• **Task objective**: Reproduce word for word the lines between those holding "self.opacity.get()" and "pub fn on_scroll(&mut", inclusive, and nothing else from the data below.

• **Stored data**:
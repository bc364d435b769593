//! Observable Implementation
//!
//! An Observable is a lazy, re-executable description of a producible
//! event sequence. Constructing one has no side effects; the stored
//! producer runs once per subscription, each execution fully independent
//! of the others.
//!
//! # How Subscribing Works
//!
//! 1. The consumer's observer (or bare callback) is wrapped in a fresh
//!    [`Subscriber`].
//!
//! 2. The producer runs with that subscriber and returns a [`Teardown`]
//!    for whatever resource it acquired, which is attached to the
//!    subscriber's subscription.
//!
//! 3. The subscription is returned to the consumer as the cancellation
//!    handle.
//!
//! A producer that fails before returning its teardown is routed through
//! the subscriber's error path, which also closes the partial
//! subscription.
//!
//! # Scheduling
//!
//! The core never assumes a time source. A producer may emit synchronously
//! on the subscribing call stack, or capture any deferral capability the
//! caller supplies and emit from there; the delivery contract is identical
//! either way.

use std::sync::Arc;

use tracing::error;

use super::error::StreamError;
use super::observer::{CallbackObserver, Observer};
use super::subscriber::Subscriber;
use super::subscription::{Subscription, Teardown};

type ProducerFn<T> = dyn Fn(Subscriber<T>) -> Result<Teardown, StreamError> + Send + Sync;

/// Lazy, re-executable description of a producible event sequence.
///
/// Cloning is cheap and shares the producer; each subscription still gets
/// its own independent execution.
pub struct Observable<T> {
    producer: Arc<ProducerFn<T>>,
}

impl<T: 'static> Observable<T> {
    /// Observable from a producer function.
    ///
    /// The producer is not run here; subscribing is the only trigger.
    pub fn new(
        producer: impl Fn(Subscriber<T>) -> Result<Teardown, StreamError> + Send + Sync + 'static,
    ) -> Self {
        Self {
            producer: Arc::new(producer),
        }
    }

    /// Subscribe with an observer, returning the cancellation handle.
    pub fn subscribe(&self, observer: impl Observer<T> + 'static) -> Subscription {
        self.subscribe_subscriber(&Subscriber::new(observer))
    }

    /// Subscribe with a bare next callback.
    pub fn subscribe_next(&self, on_next: impl FnMut(T) + Send + 'static) -> Subscription {
        self.subscribe(CallbackObserver::new().on_next(on_next))
    }

    /// Subscribe with an existing subscriber.
    ///
    /// This is the core entry every other subscribe form funnels into, and
    /// the one operators use: the producer's teardown lands on the
    /// subscriber's own subscription, so no resource outlives it.
    pub fn subscribe_subscriber(&self, subscriber: &Subscriber<T>) -> Subscription {
        let subscription = subscriber.subscription().clone();

        match (self.producer)(subscriber.clone()) {
            Ok(teardown) => subscription.add(teardown),
            Err(failure) => {
                // Synchronous producer failure: route through the error
                // path, which also closes the partial subscription.
                if let Err(unhandled) = subscriber.error(failure) {
                    error!(
                        subscription = subscription.id(),
                        %unhandled,
                        "producer failed with no consumer error capability"
                    );
                }
            }
        }

        subscription
    }

    /// Derive a new observable by applying an operator.
    ///
    /// On subscription the operator wraps the destination subscriber, and
    /// the source is subscribed with the wrapped subscriber. The wrapped
    /// subscriber shares the destination's subscription, so the derived
    /// observable introduces no independent resource: cancelling it is
    /// exactly cancelling the source.
    pub fn lift<Out, Op>(&self, operator: Op) -> Observable<Out>
    where
        Out: 'static,
        Op: crate::operator::Operator<T, Out> + 'static,
    {
        let source = self.clone();
        Observable::new(move |destination: Subscriber<Out>| {
            let wrapped = operator.apply(destination);
            source.subscribe_subscriber(&wrapped);
            Ok(Teardown::none())
        })
    }

    /// Completes immediately without emitting.
    pub fn empty() -> Self {
        Observable::new(|subscriber| {
            subscriber.complete();
            Ok(Teardown::none())
        })
    }

    /// Never emits and never terminates; the subscription stays open until
    /// the consumer cancels it.
    pub fn never() -> Self {
        Observable::new(|_subscriber| Ok(Teardown::none()))
    }

    /// Errors immediately with `error`.
    pub fn throw(error: StreamError) -> Self {
        Observable::new(move |_subscriber| Err(error.clone()))
    }
}

impl<T: Clone + Send + Sync + 'static> Observable<T> {
    /// Emits `value` once, then completes.
    pub fn of(value: T) -> Self {
        Observable::new(move |subscriber| {
            subscriber.next(value.clone());
            subscriber.complete();
            Ok(Teardown::none())
        })
    }
}

impl<T> Clone for Observable<T> {
    fn clone(&self) -> Self {
        Self {
            producer: Arc::clone(&self.producer),
        }
    }
}

// ----------------------------------------------------------------------------
// Tests
// ----------------------------------------------------------------------------

#[cfg(test)]
mod tests {
    use super::*;
    use std::sync::atomic::{AtomicBool, AtomicI32, Ordering};

    #[test]
    fn construction_has_no_side_effects() {
        let runs = Arc::new(AtomicI32::new(0));
        let runs_clone = runs.clone();

        let observable = Observable::new(move |subscriber: Subscriber<i32>| {
            runs_clone.fetch_add(1, Ordering::SeqCst);
            subscriber.complete();
            Ok(Teardown::none())
        });

        assert_eq!(runs.load(Ordering::SeqCst), 0);

        observable.subscribe_next(|_| {});
        assert_eq!(runs.load(Ordering::SeqCst), 1);
    }

    #[test]
    fn each_subscription_is_an_independent_execution() {
        let runs = Arc::new(AtomicI32::new(0));
        let runs_clone = runs.clone();

        let observable = Observable::new(move |subscriber: Subscriber<i32>| {
            runs_clone.fetch_add(1, Ordering::SeqCst);
            subscriber.next(1);
            subscriber.complete();
            Ok(Teardown::none())
        });

        let first_seen = Arc::new(AtomicI32::new(0));
        let first_clone = first_seen.clone();
        observable.subscribe_next(move |n| {
            first_clone.fetch_add(n, Ordering::SeqCst);
        });

        let second_seen = Arc::new(AtomicI32::new(0));
        let second_clone = second_seen.clone();
        observable.subscribe_next(move |n| {
            second_clone.fetch_add(n, Ordering::SeqCst);
        });

        assert_eq!(runs.load(Ordering::SeqCst), 2);
        assert_eq!(first_seen.load(Ordering::SeqCst), 1);
        assert_eq!(second_seen.load(Ordering::SeqCst), 1);
    }

    #[test]
    fn producer_teardown_runs_on_unsubscribe() {
        let released = Arc::new(AtomicBool::new(false));
        let released_clone = released.clone();

        let observable = Observable::new(move |_subscriber: Subscriber<i32>| {
            let released = released_clone.clone();
            Ok(Teardown::action(move || {
                released.store(true, Ordering::SeqCst);
            }))
        });

        let subscription = observable.subscribe_next(|_| {});
        assert!(!released.load(Ordering::SeqCst));

        subscription.unsubscribe().unwrap();
        assert!(released.load(Ordering::SeqCst));
    }

    #[test]
    fn producer_failure_routes_to_error_path() {
        let errors = Arc::new(AtomicI32::new(0));
        let errors_clone = errors.clone();

        let observable = Observable::new(|_subscriber: Subscriber<i32>| {
            Err(StreamError::msg("could not start"))
        });

        let subscription = observable.subscribe(
            CallbackObserver::new()
                .on_next(|_: i32| panic!("should not be called"))
                .on_error(move |failure| {
                    assert_eq!(failure.to_string(), "could not start");
                    errors_clone.fetch_add(1, Ordering::SeqCst);
                }),
        );

        assert_eq!(errors.load(Ordering::SeqCst), 1);
        assert!(subscription.is_closed());
    }

    #[test]
    fn empty_completes_immediately() {
        let completes = Arc::new(AtomicI32::new(0));
        let completes_clone = completes.clone();

        let subscription = Observable::<i32>::empty().subscribe(
            CallbackObserver::new()
                .on_next(|_: i32| panic!("should not be called"))
                .on_complete(move || {
                    completes_clone.fetch_add(1, Ordering::SeqCst);
                }),
        );

        assert_eq!(completes.load(Ordering::SeqCst), 1);
        assert!(subscription.is_closed());
    }

    #[test]
    fn never_stays_open() {
        let subscription = Observable::<i32>::never().subscribe_next(|_| panic!("should not be called"));

        assert!(!subscription.is_closed());
        subscription.unsubscribe().unwrap();
        assert!(subscription.is_closed());
    }

    #[test]
    fn throw_errors_immediately() {
        let failure = StreamError::msg("bad source");
        let errors = Arc::new(AtomicI32::new(0));
        let errors_clone = errors.clone();

        let expected = failure.clone();
        let subscription = Observable::<i32>::throw(failure).subscribe(
            CallbackObserver::new().on_error(move |seen| {
                assert!(seen.same(&expected));
                errors_clone.fetch_add(1, Ordering::SeqCst);
            }),
        );

        assert_eq!(errors.load(Ordering::SeqCst), 1);
        assert!(subscription.is_closed());
    }

    #[test]
    fn of_emits_once_then_completes() {
        let seen = Arc::new(AtomicI32::new(0));
        let seen_clone = seen.clone();
        let completes = Arc::new(AtomicI32::new(0));
        let completes_clone = completes.clone();

        Observable::of(41).subscribe(
            CallbackObserver::new()
                .on_next(move |n: i32| {
                    seen_clone.store(n, Ordering::SeqCst);
                })
                .on_complete(move || {
                    completes_clone.fetch_add(1, Ordering::SeqCst);
                }),
        );

        assert_eq!(seen.load(Ordering::SeqCst), 41);
        assert_eq!(completes.load(Ordering::SeqCst), 1);
    }

    #[test]
    fn late_teardown_is_released_when_producer_terminated_synchronously() {
        let released = Arc::new(AtomicBool::new(false));
        let released_clone = released.clone();

        // The producer completes before returning its teardown; the
        // teardown must still be released, immediately.
        let observable = Observable::new(move |subscriber: Subscriber<i32>| {
            subscriber.complete();
            let released = released_clone.clone();
            Ok(Teardown::action(move || {
                released.store(true, Ordering::SeqCst);
            }))
        });

        let subscription = observable.subscribe_next(|_| {});

        assert!(subscription.is_closed());
        assert!(released.load(Ordering::SeqCst));
    }
}
impl Page {
    /// Mount every section and register its choreography
    pub fn new(
        config: SiteConfig,
        scheduler: SchedulerHandle,
        observer: SharedScrollObserver,
        viewport_width: f32,
        viewport_height: f32,
    ) -> Self {
        let h = viewport_height;
        let w = viewport_width;

        let elements = PageElements {
            hero_title_lines: vec![
                ElementHandle::mounted("hero-title-1"),
                ElementHandle::mounted("hero-title-2"),
            ],
            hero_subtitle: ElementHandle::mounted("hero-subtitle"),
            hero_cta: ElementHandle::mounted("hero-cta"),
            hero_scroll_hint: ElementHandle::mounted("hero-scroll-hint"),
            about_title: ElementHandle::mounted("about-title"),
            about_cards: (1..=3)
                .map(|i| ElementHandle::mounted(format!("about-card-{i}")))
                .collect(),
            projects_title: ElementHandle::mounted("projects-title"),
            project_cards: config
                .projects
                .iter()
                .map(|p| ElementHandle::mounted(format!("project-{}", p.title)))
                .collect(),
            faq_title: ElementHandle::mounted("faq-title"),
            faq_items: config
                .faq
                .iter()
                .enumerate()
                .map(|(i, _)| ElementHandle::mounted(format!("faq-item-{i}")))
                .collect(),
            contact_title: ElementHandle::mounted("contact-title"),
            form_rows: vec![
                ElementHandle::mounted("form-name"),
                ElementHandle::mounted("form-email"),
                ElementHandle::mounted("form-message"),
            ],
            submit_button: ElementHandle::mounted("form-submit"),
            footer: ElementHandle::mounted("footer"),
        };

        // Document bands, stacked top to bottom
        let bands: [(&str, f32); 6] = [
            ("home", 1.0),
            ("about", 0.9),
            ("projects", 1.2),
            ("faq", 0.9),
            ("contact", 1.0),
            ("footer", 0.4),
        ];
        let mut tops = IndexMap::new();
        let mut y = 0.0;
        for (id, factor) in bands {
            tops.insert(id.to_string(), Rect::new(0.0, y, w, h * factor));
            y += h * factor;
        }
        let content_height = y;

        let mut choreographers = IndexMap::new();

        // Hero: staggered blur-in headline, subtitle, CTA pop, scroll hint.
        // The delays mirror the preloader's 3.5s runway.
        {
            let bounds = tops["home"];
            let mut section = Section::new("home", bounds).with_thresholds(1.0, 1.0);
            for element in &elements.hero_title_lines {
                section = section.child(element.clone());
            }
            section = section
                .child(elements.hero_subtitle.clone())
                .child(elements.hero_cta.clone())
                .child(elements.hero_scroll_hint.clone());

            let trigger = section.trigger();
            let mut choreo =
                SectionChoreographer::new(section, scheduler.clone(), observer.clone());
            choreo.register_entrance(
                &elements.hero_title_lines,
                &AnimationDescriptor::blur_up(1200, 50.0, 10.0)
                    .with_delay(3500)
                    .with_stagger(100),
                trigger,
            );
            choreo.register_entrance(
                std::slice::from_ref(&elements.hero_subtitle),
                &AnimationDescriptor::fade_up(800, 30.0).with_delay(4300),
                trigger,
            );
            choreo.register_entrance(
                std::slice::from_ref(&elements.hero_cta),
                &AnimationDescriptor::pop_in(600).with_delay(4800),
                trigger,
            );
            choreo.register_entrance(
                std::slice::from_ref(&elements.hero_scroll_hint),
                &AnimationDescriptor::fade_up(500, 20.0).with_delay(5200),
                trigger,
            );
            choreo.register_continuous(
                &elements.hero_cta,
                &AnimationDescriptor::pulse(2000, 1.05),
            );
            choreographers.insert("home".to_string(), choreo);
        }

        // About: title blur-in, value cards scale in 0.2s apart
        {
            let bounds = tops["about"];
            let mut section = Section::new("about", bounds).child(elements.about_title.clone());
            for card in &elements.about_cards {
                section = section.child(card.clone());
            }
            let trigger = section.trigger();
            let mut choreo =
                SectionChoreographer::new(section, scheduler.clone(), observer.clone());
            choreo.register_entrance(
                std::slice::from_ref(&elements.about_title),
                &AnimationDescriptor::blur_up(1000, 50.0, 10.0),
                trigger,
            );
            choreo.register_entrance(
                &elements.about_cards,
                &AnimationDescriptor::scale_in(800).with_stagger(200),
                trigger,
            );
            choreographers.insert("about".to_string(), choreo);
        }

        // Projects: title blur-in, cards fade/scale in 0.2s apart in
        // document order
        {
            let bounds = tops["projects"];
            let mut section =
                Section::new("projects", bounds).child(elements.projects_title.clone());
            for card in &elements.project_cards {
                section = section.child(card.clone());
            }
            let trigger = section.trigger();
            let mut choreo =
                SectionChoreographer::new(section, scheduler.clone(), observer.clone());
            choreo.register_entrance(
                std::slice::from_ref(&elements.projects_title),
                &AnimationDescriptor::blur_up(1000, 50.0, 10.0),
                trigger,
            );
            choreo.register_entrance(
                &elements.project_cards,
                &AnimationDescriptor::scale_in(600).with_stagger(200),
                trigger,
            );
            choreographers.insert("projects".to_string(), choreo);
        }

        // FAQ: title, then items
        {
            let bounds = tops["faq"];
            let mut section = Section::new("faq", bounds).child(elements.faq_title.clone());
            for item in &elements.faq_items {
                section = section.child(item.clone());
            }
            let trigger = section.trigger();
            let mut choreo =
                SectionChoreographer::new(section, scheduler.clone(), observer.clone());
            choreo.register_entrance(
                std::slice::from_ref(&elements.faq_title),
                &AnimationDescriptor::fade_up(1000, 50.0),
                trigger,
            );
            choreo.register_entrance(
                &elements.faq_items,
                &AnimationDescriptor::fade_up(600, 30.0).with_stagger(150),
                trigger,
            );
            choreographers.insert("faq".to_string(), choreo);
        }

        // Contact: title blur-in, form rows sliding in from the left,
        // pulsing submit button
        {
            let bounds = tops["contact"];
            let mut section =
                Section::new("contact", bounds).child(elements.contact_title.clone());
            for row in &elements.form_rows {
                section = section.child(row.clone());
            }
            section = section.child(elements.submit_button.clone());
            let trigger = section.trigger();
            let mut choreo =
                SectionChoreographer::new(section, scheduler.clone(), observer.clone());
            choreo.register_entrance(
                std::slice::from_ref(&elements.contact_title),
                &AnimationDescriptor::blur_up(1000, 50.0, 10.0),
                trigger,
            );
            choreo.register_entrance(
                &elements.form_rows,
                &AnimationDescriptor::slide_in_left(800, 50.0).with_stagger(200),
                trigger,
            );
            choreo.register_continuous(
                &elements.submit_button,
                &AnimationDescriptor::pulse(2000, 1.05),
            );
            choreographers.insert("contact".to_string(), choreo);
        }

        // Footer: plain fade once it scrolls into view
        {
            let bounds = tops["footer"];
            let section = Section::new("footer", bounds)
                .child(elements.footer.clone())
                .with_thresholds(0.95, 0.95);
            let trigger = section.trigger();
            let mut choreo =
                SectionChoreographer::new(section, scheduler.clone(), observer.clone());
            choreo.register_entrance(
                std::slice::from_ref(&elements.footer),
                &AnimationDescriptor::fade_in(1000),
                trigger,
            );
            choreographers.insert("footer".to_string(), choreo);
        }

        let nav = NavBar::new(scheduler.clone());
        let opacity = AnimatedValue::new(scheduler.clone(), 0.0, SpringConfig::gentle());

        Self {
            config,
            scheduler,
            choreographers,
            elements,
            nav,
            form: ContactForm::new(),
            opacity,
            confirmation: None,
            content_height,
        }
    }

    pub fn config(&self) -> &SiteConfig {
        &self.config
    }

    pub fn elements(&self) -> &PageElements {
        &self.elements
    }

    pub fn nav(&self) -> &NavBar {
        &self.nav
    }

    pub fn form(&self) -> &ContactForm {
        &self.form
    }

    pub fn form_mut(&mut self) -> &mut ContactForm {
        &mut self.form
    }

    /// Total document height the sections occupy
    pub fn content_height(&self) -> f32 {
        self.content_height
    }

    pub fn section_count(&self) -> usize {
        self.choreographers.len()
    }

    /// The preload gate finished: fade the page in
    pub fn reveal(&mut self) {
        self.opacity.set_target(1.0);
    }

    /// Page-level reveal opacity in [0, 1]
    pub fn opacity(&self) -> f32 {
        self.opacity.get()
    }

    /// Resolve an in-page anchor (`#projects`) to its section's document top
    pub fn anchor_target(&self, anchor: &str) -> Result<f32> {
        let id = anchor.strip_prefix('#').unwrap_or(anchor);
        self.choreographers
            .get(id)
            .map(|c| c.section().bounds.top())
            .ok_or_else(|| VerveError::UnknownAnchor(anchor.to_string()))
    }

    /// Scroll position changed; feed the nav collapse logic
    pub fn on_scroll(&mut self, scroll_y: f32) {
        self.nav.on_scroll(scroll_y);
    }

    /// Per-frame propagation of sampled animation values to elements
    pub fn update(&mut self) {
        for choreo in self.choreographers.values_mut() {
            choreo.update();
        }
        self.nav.update();

        if let Some(confirmation) = &self.confirmation {
            if let Some(props) = confirmation.props() {
                self.elements.submit_button.set_props(props);
            }
            if confirmation.is_complete() {
                self.confirmation = None;
            }
        }
    }

    /// Submit the contact form; plays the confirmation pop on success
    pub async fn submit_contact(&mut self) -> SubmitOutcome {
        let delay = match self.form.begin_submit() {
            Ok(delay) => delay,
            Err(outcome) => return outcome,
        };
        tokio::time::sleep(delay).await;
        self.form.finish_submit();
        self.play_confirmation();
        SubmitOutcome::Sent
    }

    fn play_confirmation(&mut self) {
        let animation = MultiKeyframeAnimation::new(600)
            .keyframe(0.0, KeyframeProperties::default(), Easing::Linear)
            .keyframe(
                0.5,
                KeyframeProperties::default().with_scale(1.2),
                Easing::back_out(),
            )
            .keyframe(1.0, KeyframeProperties::default(), Easing::EaseOut);
        let confirmation = AnimatedKeyframe::register(self.scheduler.clone(), animation);
        confirmation.start();
        self.confirmation = Some(confirmation);
    }

    /// Unmount one section, releasing everything it registered
    ///
    /// Returns whether the section existed.
    pub fn unmount_section(&mut self, id: &str) -> bool {
        self.choreographers.shift_remove(id).is_some()
    }
}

• **Answer below**:
        self.opacity.get()
    }

    /// Resolve an in-page anchor (`#projects`) to its section's document top
    pub fn anchor_target(&self, anchor: &str) -> Result<f32> {
        let id = anchor.strip_prefix('#').unwrap_or(anchor);
        self.choreographers
            .get(id)
            .map(|c| c.section().bounds.top())
            .ok_or_else(|| VerveError::UnknownAnchor(anchor.to_string()))
    }

    /// Scroll position changed; feed the nav collapse logic
    pub fn on_scroll(&mut self, scroll_y: f32) {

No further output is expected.